Ero libero, ma dovevo fuggire ancora. Strano fuggire quando si pensa di aver trovato la libertà. Salutai tutti e partii per Roma. Una città nuova, una vita nuova. Viaggiavo con la fantasia, ma in realtà non sapevo quello che mi aspettava. Sapevo solo che non sarebbe stato facile. Avevo un amico nella capitale italiana. Mi venne a prendere alla stazione e mi portò ad Ararat, il centro culturale curdo. Era la prima volta che ci andavo e non sapevo come funzionavano le cose. Al primo colpo d’occhio mi sembrò un ‘hotel per poveri’, non un centro culturale. Me lo aspettavo diverso e mi sentii deluso. Il mio amico mi suggerì di riposarmi un po’ e mi fece salire ai piani superiori. Ancora delusione e sbigottimento: un materasso, tre persone. Ero sconvolto. Gli altri mi guardavano ridendo. Sapevano che prima o poi avrei dovuto adattarmi. Mi misi a dormire. Quando mi svegliai volevo mangiare. Lo feci per la prima volta nella vita come se fossi in una caserma, come se fossi un militare. Non lo dimenticherò mai. Vedevo nei visi degli altri stanchezza e disperazione. Nessuno rideva o se rideva era finzione, una maschera che nascondeva tristezza”.

Anna guarda Yilmaz e lui guarda lei. Nessuno guarda loro nella grande piazza del Popolo, la città è come sempre affannata nel rincorrere la sua routine quotidiana. Il fuggitivo cerca di concludere la sua lunga storia: “A Roma circa 8000 persone dormono in strada. Ma sembra non importi a nessuno, anche se il sindaco Veltroni e la giunta cercano di far qualcosa. Questa città non è importante perché è la capitale d’Italia, è un simbolo per una gran parte del mondo. Per ottenere il permesso di soggiorno ho dovuto fare uno sciopero della fame insieme ai miei compagni. Oggi, dopo tanta fatica faccio il muratore, l’imbianchino, quello che posso. Non so cosa mi aspetta o forse si, non saprei. Insieme possiamo uscire dal buio, andare avanti come popoli fratelli. Vorrei dire agli europei di leggere con attenzione la dialettica di Marx per cercare il significato della libertà. Ho 32 anni e ho imparato una cosa.
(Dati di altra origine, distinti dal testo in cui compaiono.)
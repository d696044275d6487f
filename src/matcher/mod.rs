//! Approximate matcher: bounded edit search over the dictionary index.
//!
//! Given a query sequence, explores dictionary entries reachable within a
//! cost budget from some contiguous query span, using the index's posting
//! lists to seed candidates and a banded dynamic program to score them. An
//! empty result is a valid, expected outcome — "no dictionary word found" is
//! never an error.

pub mod cost;
pub mod search;

use std::sync::Arc;
use std::sync::atomic::{AtomicBool, Ordering};

use crate::index::DictionaryEntry;
use crate::sign::Span;

pub use cost::{CostModel, EDIT_UNIT, MatchBudget};
pub use search::find_candidates;

/// A transient match result: one dictionary entry reachable from one query
/// span within the budget. Created by the matcher, re-scored by the ranker,
/// discarded after the response is built.
#[derive(Debug, Clone)]
pub struct MatchCandidate {
    pub entry: Arc<DictionaryEntry>,
    /// Query span the match covers.
    pub span: Span,
    /// Accumulated edit cost in deci-edit units; 0 means exact.
    pub cost: u32,
}

impl MatchCandidate {
    pub fn is_exact(&self) -> bool {
        self.cost == 0
    }

    /// Cost expressed in full edits.
    pub fn cost_edits(&self) -> f32 {
        self.cost as f32 / EDIT_UNIT as f32
    }
}

/// Cooperative cancellation signal for an in-flight search.
///
/// The matcher checks the token between bounded-search steps, so an abandoned
/// request (client disconnect) releases compute promptly instead of running
/// to completion. Cancellation truncates results; it never raises an error.
#[derive(Debug, Clone, Default)]
pub struct CancelToken(Arc<AtomicBool>);

impl CancelToken {
    pub fn new() -> Self {
        Self::default()
    }

    pub fn cancel(&self) {
        self.0.store(true, Ordering::Relaxed);
    }

    pub fn is_cancelled(&self) -> bool {
        self.0.load(Ordering::Relaxed)
    }
}
//! Sign alphabet and normalizer.
//!
//! A [`Sign`] is the atomic unit of the engine: one normalized Gardiner code
//! (category + number + optional variant suffix). Raw transcription tokens are
//! canonicalized by [`normalize`]; positions with several possible readings
//! (damaged or uncertain glyphs) are expanded by [`expand_ambiguous`]. Both
//! are pure functions over the fixed alphabet table in [`alphabet`].

pub mod alphabet;
pub mod sequence;

use std::sync::OnceLock;

use regex::Regex;
use serde::{Deserialize, Serialize};

use crate::error::SignError;

pub use alphabet::Category;
pub use sequence::{QueryPosition, QuerySequence, SignSequence, Span};

/// A normalized Gardiner sign code.
///
/// Immutable value type; equality is exact code equality after normalization,
/// so `g1`, `G1` and `G1 ` all compare equal once normalized.
#[derive(Debug, Clone, Copy, PartialEq, Eq, Hash, PartialOrd, Ord, Serialize, Deserialize)]
pub struct Sign {
    /// Gardiner category.
    pub category: Category,
    /// Number within the category (e.g. the 21 in `D21`).
    pub number: u16,
    /// Optional lowercase variant suffix (e.g. the `a` in `N35a`).
    pub variant: Option<char>,
}

impl Sign {
    /// Construct a sign directly from its parts.
    pub fn new(category: Category, number: u16) -> Self {
        Self {
            category,
            number,
            variant: None,
        }
    }

    /// Attach a variant suffix.
    pub fn with_variant(mut self, variant: char) -> Self {
        self.variant = Some(variant);
        self
    }

    /// Whether two signs belong to the same Gardiner category.
    pub fn same_category(&self, other: &Sign) -> bool {
        self.category == other.category
    }
}

impl std::fmt::Display for Sign {
    fn fmt(&self, f: &mut std::fmt::Formatter<'_>) -> std::fmt::Result {
        write!(f, "{}{}", self.category, self.number)?;
        if let Some(v) = self.variant {
            write!(f, "{v}")?;
        }
        Ok(())
    }
}

/// Compiled sign-code syntax: category prefix, number, optional variant.
///
/// Two-letter categories are listed before the single letters so that `Aa15`
/// is not parsed as category `A` with a stray `a`.
fn code_regex() -> &'static Regex {
    static RE: OnceLock<Regex> = OnceLock::new();
    RE.get_or_init(|| {
        Regex::new(r"^(?i)(Aa|NL|NU|Ff|[A-IK-Z])([0-9]{1,3})([a-z])?$")
            .expect("sign code regex is valid")
    })
}

/// Canonicalize one raw transcription token into a [`Sign`].
///
/// Accepts any casing and surrounding whitespace; fails with
/// [`SignError::InvalidSignCode`] when the token does not denote exactly one
/// known Gardiner code. Grouping notation (`G1:D21`, `G1*D21`) is not a
/// single sign; split it at the sequence level first (see
/// [`SignSequence::parse`]).
pub fn normalize(raw: &str) -> Result<Sign, SignError> {
    let token = raw.trim();
    let caps = code_regex()
        .captures(token)
        .ok_or_else(|| SignError::InvalidSignCode { token: raw.into() })?;

    let category = alphabet::lookup(&caps[1]).ok_or_else(|| SignError::InvalidSignCode {
        token: raw.into(),
    })?;
    let number: u16 = caps[2]
        .parse()
        .map_err(|_| SignError::InvalidSignCode { token: raw.into() })?;
    if number == 0 {
        return Err(SignError::InvalidSignCode { token: raw.into() });
    }
    let variant = caps
        .get(3)
        .and_then(|m| m.as_str().chars().next())
        .map(|c| c.to_ascii_lowercase());

    Ok(Sign {
        category,
        number,
        variant,
    })
}

/// Expand one raw query position into its candidate sign readings.
///
/// Alternative readings are separated by `|` (e.g. `"G1|G4"` for a damaged
/// bird sign); a trailing `?` marks the whole position as uncertain and is
/// stripped. Returns at least one sign or fails with
/// [`SignError::UnresolvedSign`] carrying the query position. Unparsable
/// alternatives are dropped as long as at least one reading survives.
pub fn expand_ambiguous(raw: &str, position: usize) -> Result<Vec<Sign>, SignError> {
    let cleaned = raw.trim().trim_end_matches('?');
    let mut readings: Vec<Sign> = cleaned
        .split('|')
        .filter_map(|alt| normalize(alt).ok())
        .collect();
    readings.dedup();

    if readings.is_empty() {
        return Err(SignError::UnresolvedSign { position });
    }
    Ok(readings)
}
//! Fixed Gardiner sign-list alphabet: the category table every sign code is
//! validated against.
//!
//! Gardiner's sign list groups hieroglyphs into lettered categories (A = man
//! and his occupations, G = birds, ...). The letter J is unused; `Aa` holds
//! unclassified signs, and the extended `NL`/`NU`/`Ff` categories cover nome
//! signs and variant forms used by the TLA lemma dictionary.

use std::sync::OnceLock;

/// A Gardiner sign-list category.
#[derive(Debug, Clone, Copy, PartialEq, Eq, Hash, PartialOrd, Ord)]
#[derive(serde::Serialize, serde::Deserialize)]
pub enum Category {
    A,
    B,
    C,
    D,
    E,
    F,
    G,
    H,
    I,
    K,
    L,
    M,
    N,
    O,
    P,
    Q,
    R,
    S,
    T,
    U,
    V,
    W,
    X,
    Y,
    Z,
    /// Unclassified signs.
    Aa,
    /// Nomes of Lower Egypt.
    Nl,
    /// Nomes of Upper Egypt.
    Nu,
    /// Variant forms (extended category used by the TLA dictionary).
    Ff,
}

/// One row of the category table.
#[derive(Debug, Clone, Copy)]
pub struct CategoryInfo {
    /// The category.
    pub category: Category,
    /// Canonical code prefix as written in sign codes.
    pub code: &'static str,
    /// Gardiner's description of the category.
    pub description: &'static str,
}

static TABLE: OnceLock<Vec<CategoryInfo>> = OnceLock::new();

fn build_table() -> Vec<CategoryInfo> {
    use Category::*;
    let row = |category, code, description| CategoryInfo {
        category,
        code,
        description,
    };
    vec![
        row(A, "A", "Man and his occupations"),
        row(B, "B", "Woman and her occupations"),
        row(C, "C", "Anthropomorphic deities"),
        row(D, "D", "Parts of the human body"),
        row(E, "E", "Mammals"),
        row(F, "F", "Parts of mammals"),
        row(G, "G", "Birds"),
        row(H, "H", "Parts of birds"),
        row(I, "I", "Amphibious animals, reptiles"),
        row(K, "K", "Fish and parts of fish"),
        row(L, "L", "Invertebrates and lesser animals"),
        row(M, "M", "Trees and plants"),
        row(N, "N", "Sky, earth, water"),
        row(O, "O", "Buildings and parts of buildings"),
        row(P, "P", "Ships and parts of ships"),
        row(Q, "Q", "Domestic and funerary furniture"),
        row(R, "R", "Temple furniture and sacred emblems"),
        row(S, "S", "Crowns, dress, staves"),
        row(T, "T", "Warfare, hunting, butchery"),
        row(U, "U", "Agriculture, crafts, professions"),
        row(V, "V", "Rope, fibre, baskets, bags"),
        row(W, "W", "Vessels of stone and earthenware"),
        row(X, "X", "Loaves and cakes"),
        row(Y, "Y", "Writings, games, music"),
        row(Z, "Z", "Strokes, geometrical figures"),
        row(Aa, "Aa", "Unclassified"),
        row(Nl, "NL", "Nomes of Lower Egypt"),
        row(Nu, "NU", "Nomes of Upper Egypt"),
        row(Ff, "Ff", "Variant forms"),
    ]
}

/// Get the full category table.
pub fn all_categories() -> &'static [CategoryInfo] {
    TABLE.get_or_init(build_table)
}

/// Look up a category by its code prefix (case-insensitive).
///
/// Two-letter codes (`Aa`, `NL`, `NU`, `Ff`) are matched before the
/// single-letter ones, so "aa" resolves to `Aa`, not `A`.
pub fn lookup(code: &str) -> Option<Category> {
    all_categories()
        .iter()
        .find(|info| info.code.eq_ignore_ascii_case(code))
        .map(|info| info.category)
}

impl Category {
    /// Canonical code prefix for this category.
    pub fn code(self) -> &'static str {
        all_categories()
            .iter()
            .find(|info| info.category == self)
            .map(|info| info.code)
            .unwrap_or("?")
    }
}

impl std::fmt::Display for Category {
    fn fmt(&self, f: &mut std::fmt::Formatter<'_>) -> std::fmt::Result {
        write!(f, "{}", self.code())
    }
}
Libertà non significa fare tutto, senza limiti. Quella non è libertà. Dobbiamo ripensare alla vita e trovare, se sapremo farlo, nuove strade per il futuro, per la solidarietà per la pace”.

Yilmaz, il fuggitivo, si allontana. Anna è con lui. Il loro andar lento permette di capire che si amano e adesso anche la grande piazza finalmente ha uno sguardo per loro.